Dataset items:
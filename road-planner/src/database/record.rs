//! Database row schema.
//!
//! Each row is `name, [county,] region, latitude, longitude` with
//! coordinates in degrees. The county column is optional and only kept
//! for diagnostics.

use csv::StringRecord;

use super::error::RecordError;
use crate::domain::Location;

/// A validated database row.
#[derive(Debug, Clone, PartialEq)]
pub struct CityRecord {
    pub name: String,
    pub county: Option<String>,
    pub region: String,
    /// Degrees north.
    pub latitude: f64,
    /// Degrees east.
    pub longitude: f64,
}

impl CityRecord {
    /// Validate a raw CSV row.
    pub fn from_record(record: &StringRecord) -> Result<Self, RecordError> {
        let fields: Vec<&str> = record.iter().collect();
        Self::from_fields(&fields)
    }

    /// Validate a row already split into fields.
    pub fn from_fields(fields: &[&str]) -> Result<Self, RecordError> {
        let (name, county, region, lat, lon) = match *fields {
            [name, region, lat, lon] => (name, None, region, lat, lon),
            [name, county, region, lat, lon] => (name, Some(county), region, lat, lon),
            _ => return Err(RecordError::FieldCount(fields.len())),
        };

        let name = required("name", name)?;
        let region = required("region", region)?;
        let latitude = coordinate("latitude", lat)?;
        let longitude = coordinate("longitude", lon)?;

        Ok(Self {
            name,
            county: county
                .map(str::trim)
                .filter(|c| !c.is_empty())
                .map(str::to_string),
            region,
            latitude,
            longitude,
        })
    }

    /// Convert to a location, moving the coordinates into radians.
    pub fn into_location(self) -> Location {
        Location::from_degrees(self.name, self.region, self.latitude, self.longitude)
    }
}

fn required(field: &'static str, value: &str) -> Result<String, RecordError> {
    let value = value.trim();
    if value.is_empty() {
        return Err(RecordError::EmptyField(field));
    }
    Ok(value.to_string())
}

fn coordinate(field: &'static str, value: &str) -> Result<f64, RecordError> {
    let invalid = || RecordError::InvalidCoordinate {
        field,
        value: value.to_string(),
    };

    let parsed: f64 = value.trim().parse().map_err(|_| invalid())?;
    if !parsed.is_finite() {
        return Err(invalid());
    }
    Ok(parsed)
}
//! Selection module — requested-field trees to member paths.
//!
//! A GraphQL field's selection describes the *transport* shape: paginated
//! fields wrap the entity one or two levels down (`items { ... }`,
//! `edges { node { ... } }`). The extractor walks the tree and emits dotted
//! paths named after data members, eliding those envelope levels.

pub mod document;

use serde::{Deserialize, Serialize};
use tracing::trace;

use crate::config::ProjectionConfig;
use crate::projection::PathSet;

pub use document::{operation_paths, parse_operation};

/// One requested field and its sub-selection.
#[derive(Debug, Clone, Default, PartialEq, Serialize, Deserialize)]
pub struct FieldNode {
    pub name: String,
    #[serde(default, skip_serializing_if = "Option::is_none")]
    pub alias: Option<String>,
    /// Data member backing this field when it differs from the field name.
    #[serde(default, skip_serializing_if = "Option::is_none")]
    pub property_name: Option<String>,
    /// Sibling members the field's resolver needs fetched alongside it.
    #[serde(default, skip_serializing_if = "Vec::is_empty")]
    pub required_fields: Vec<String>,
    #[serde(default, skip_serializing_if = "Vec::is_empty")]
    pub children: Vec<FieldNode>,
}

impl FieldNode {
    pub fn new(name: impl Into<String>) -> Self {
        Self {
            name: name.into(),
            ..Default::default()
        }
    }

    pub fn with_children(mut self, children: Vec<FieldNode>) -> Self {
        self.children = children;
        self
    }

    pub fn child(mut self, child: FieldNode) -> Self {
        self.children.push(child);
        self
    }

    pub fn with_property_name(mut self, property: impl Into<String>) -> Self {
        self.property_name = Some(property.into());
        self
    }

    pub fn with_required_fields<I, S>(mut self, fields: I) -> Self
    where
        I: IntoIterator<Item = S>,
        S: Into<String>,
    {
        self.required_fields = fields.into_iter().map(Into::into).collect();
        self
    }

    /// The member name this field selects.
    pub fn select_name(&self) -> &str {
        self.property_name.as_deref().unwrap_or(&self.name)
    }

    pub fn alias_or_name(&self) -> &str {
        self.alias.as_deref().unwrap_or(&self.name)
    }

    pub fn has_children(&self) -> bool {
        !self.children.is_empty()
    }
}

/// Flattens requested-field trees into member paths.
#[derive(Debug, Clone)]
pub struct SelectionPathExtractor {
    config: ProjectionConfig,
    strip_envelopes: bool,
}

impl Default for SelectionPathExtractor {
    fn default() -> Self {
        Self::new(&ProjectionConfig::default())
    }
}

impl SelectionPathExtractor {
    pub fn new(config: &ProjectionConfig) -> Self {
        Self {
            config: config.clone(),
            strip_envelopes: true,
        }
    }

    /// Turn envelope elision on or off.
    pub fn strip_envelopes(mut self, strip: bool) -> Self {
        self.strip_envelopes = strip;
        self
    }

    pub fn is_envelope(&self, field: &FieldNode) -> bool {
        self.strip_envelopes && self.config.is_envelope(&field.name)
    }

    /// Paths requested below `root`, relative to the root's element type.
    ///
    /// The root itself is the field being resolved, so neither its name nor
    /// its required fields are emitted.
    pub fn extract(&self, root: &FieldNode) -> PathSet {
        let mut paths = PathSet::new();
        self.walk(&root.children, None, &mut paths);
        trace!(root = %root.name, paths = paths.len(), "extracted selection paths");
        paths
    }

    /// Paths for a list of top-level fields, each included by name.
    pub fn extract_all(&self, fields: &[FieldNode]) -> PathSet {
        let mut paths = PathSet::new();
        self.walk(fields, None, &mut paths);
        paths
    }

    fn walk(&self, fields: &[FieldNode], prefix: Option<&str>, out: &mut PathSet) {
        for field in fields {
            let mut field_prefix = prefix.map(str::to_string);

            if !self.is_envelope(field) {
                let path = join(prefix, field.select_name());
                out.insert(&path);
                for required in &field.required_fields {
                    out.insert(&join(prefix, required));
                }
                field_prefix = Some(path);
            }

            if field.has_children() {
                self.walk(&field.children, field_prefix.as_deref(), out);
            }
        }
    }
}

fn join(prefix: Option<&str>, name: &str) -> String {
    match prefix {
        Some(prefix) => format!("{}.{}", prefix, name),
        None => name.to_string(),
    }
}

Required work:
Set down all of the records shown above once more, exactly.

The answer:
filename road-planner/src/database/record.rs
//! Database row schema.
//!
//! Each row is `name, [county,] region, latitude, longitude` with
//! coordinates in degrees. The county column is optional and only kept
//! for diagnostics.

use csv::StringRecord;

use super::error::RecordError;
use crate::domain::Location;

/// A validated database row.
#[derive(Debug, Clone, PartialEq)]
pub struct CityRecord {
    pub name: String,
    pub county: Option<String>,
    pub region: String,
    /// Degrees north.
    pub latitude: f64,
    /// Degrees east.
    pub longitude: f64,
}

impl CityRecord {
    /// Validate a raw CSV row.
    pub fn from_record(record: &StringRecord) -> Result<Self, RecordError> {
        let fields: Vec<&str> = record.iter().collect();
        Self::from_fields(&fields)
    }

    /// Validate a row already split into fields.
    pub fn from_fields(fields: &[&str]) -> Result<Self, RecordError> {
        let (name, county, region, lat, lon) = match *fields {
            [name, region, lat, lon] => (name, None, region, lat, lon),
            [name, county, region, lat, lon] => (name, Some(county), region, lat, lon),
            _ => return Err(RecordError::FieldCount(fields.len())),
        };

        let name = required("name", name)?;
        let region = required("region", region)?;
        let latitude = coordinate("latitude", lat)?;
        let longitude = coordinate("longitude", lon)?;

        Ok(Self {
            name,
            county: county
                .map(str::trim)
                .filter(|c| !c.is_empty())
                .map(str::to_string),
            region,
            latitude,
            longitude,
        })
    }

    /// Convert to a location, moving the coordinates into radians.
    pub fn into_location(self) -> Location {
        Location::from_degrees(self.name, self.region, self.latitude, self.longitude)
    }
}

fn required(field: &'static str, value: &str) -> Result<String, RecordError> {
    let value = value.trim();
    if value.is_empty() {
        return Err(RecordError::EmptyField(field));
    }
    Ok(value.to_string())
}

fn coordinate(field: &'static str, value: &str) -> Result<f64, RecordError> {
    let invalid = || RecordError::InvalidCoordinate {
        field,
        value: value.to_string(),
    };

    let parsed: f64 = value.trim().parse().map_err(|_| invalid())?;
    if !parsed.is_finite() {
        return Err(invalid());
    }
    Ok(parsed)
}
//! Selection module — requested-field trees to member paths.
//!
//! A GraphQL field's selection describes the *transport* shape: paginated
//! fields wrap the entity one or two levels down (`items { ... }`,
//! `edges { node { ... } }`). The extractor walks the tree and emits dotted
//! paths named after data members, eliding those envelope levels.

pub mod document;

use serde::{Deserialize, Serialize};
use tracing::trace;

use crate::config::ProjectionConfig;
use crate::projection::PathSet;

pub use document::{operation_paths, parse_operation};

/// One requested field and its sub-selection.
#[derive(Debug, Clone, Default, PartialEq, Serialize, Deserialize)]
pub struct FieldNode {
    pub name: String,
    #[serde(default, skip_serializing_if = "Option::is_none")]
    pub alias: Option<String>,
    /// Data member backing this field when it differs from the field name.
    #[serde(default, skip_serializing_if = "Option::is_none")]
    pub property_name: Option<String>,
    /// Sibling members the field's resolver needs fetched alongside it.
    #[serde(default, skip_serializing_if = "Vec::is_empty")]
    pub required_fields: Vec<String>,
    #[serde(default, skip_serializing_if = "Vec::is_empty")]
    pub children: Vec<FieldNode>,
}

impl FieldNode {
    pub fn new(name: impl Into<String>) -> Self {
        Self {
            name: name.into(),
            ..Default::default()
        }
    }

    pub fn with_children(mut self, children: Vec<FieldNode>) -> Self {
        self.children = children;
        self
    }

    pub fn child(mut self, child: FieldNode) -> Self {
        self.children.push(child);
        self
    }

    pub fn with_property_name(mut self, property: impl Into<String>) -> Self {
        self.property_name = Some(property.into());
        self
    }

    pub fn with_required_fields<I, S>(mut self, fields: I) -> Self
    where
        I: IntoIterator<Item = S>,
        S: Into<String>,
    {
        self.required_fields = fields.into_iter().map(Into::into).collect();
        self
    }

    /// The member name this field selects.
    pub fn select_name(&self) -> &str {
        self.property_name.as_deref().unwrap_or(&self.name)
    }

    pub fn alias_or_name(&self) -> &str {
        self.alias.as_deref().unwrap_or(&self.name)
    }

    pub fn has_children(&self) -> bool {
        !self.children.is_empty()
    }
}

/// Flattens requested-field trees into member paths.
#[derive(Debug, Clone)]
pub struct SelectionPathExtractor {
    config: ProjectionConfig,
    strip_envelopes: bool,
}

impl Default for SelectionPathExtractor {
    fn default() -> Self {
        Self::new(&ProjectionConfig::default())
    }
}

impl SelectionPathExtractor {
    pub fn new(config: &ProjectionConfig) -> Self {
        Self {
            config: config.clone(),
            strip_envelopes: true,
        }
    }

    /// Turn envelope elision on or off.
    pub fn strip_envelopes(mut self, strip: bool) -> Self {
        self.strip_envelopes = strip;
        self
    }

    pub fn is_envelope(&self, field: &FieldNode) -> bool {
        self.strip_envelopes && self.config.is_envelope(&field.name)
    }

    /// Paths requested below `root`, relative to the root's element type.
    ///
    /// The root itself is the field being resolved, so neither its name nor
    /// its required fields are emitted.
    pub fn extract(&self, root: &FieldNode) -> PathSet {
        let mut paths = PathSet::new();
        self.walk(&root.children, None, &mut paths);
        trace!(root = %root.name, paths = paths.len(), "extracted selection paths");
        paths
    }

    /// Paths for a list of top-level fields, each included by name.
    pub fn extract_all(&self, fields: &[FieldNode]) -> PathSet {
        let mut paths = PathSet::new();
        self.walk(fields, None, &mut paths);
        paths
    }

    fn walk(&self, fields: &[FieldNode], prefix: Option<&str>, out: &mut PathSet) {
        for field in fields {
            let mut field_prefix = prefix.map(str::to_string);

            if !self.is_envelope(field) {
                let path = join(prefix, field.select_name());
                out.insert(&path);
                for required in &field.required_fields {
                    out.insert(&join(prefix, required));
                }
                field_prefix = Some(path);
            }

            if field.has_children() {
                self.walk(&field.children, field_prefix.as_deref(), out);
            }
        }
    }
}

fn join(prefix: Option<&str>, name: &str) -> String {
    match prefix {
        Some(prefix) => format!("{}.{}", prefix, name),
        None => name.to_string(),
    }
}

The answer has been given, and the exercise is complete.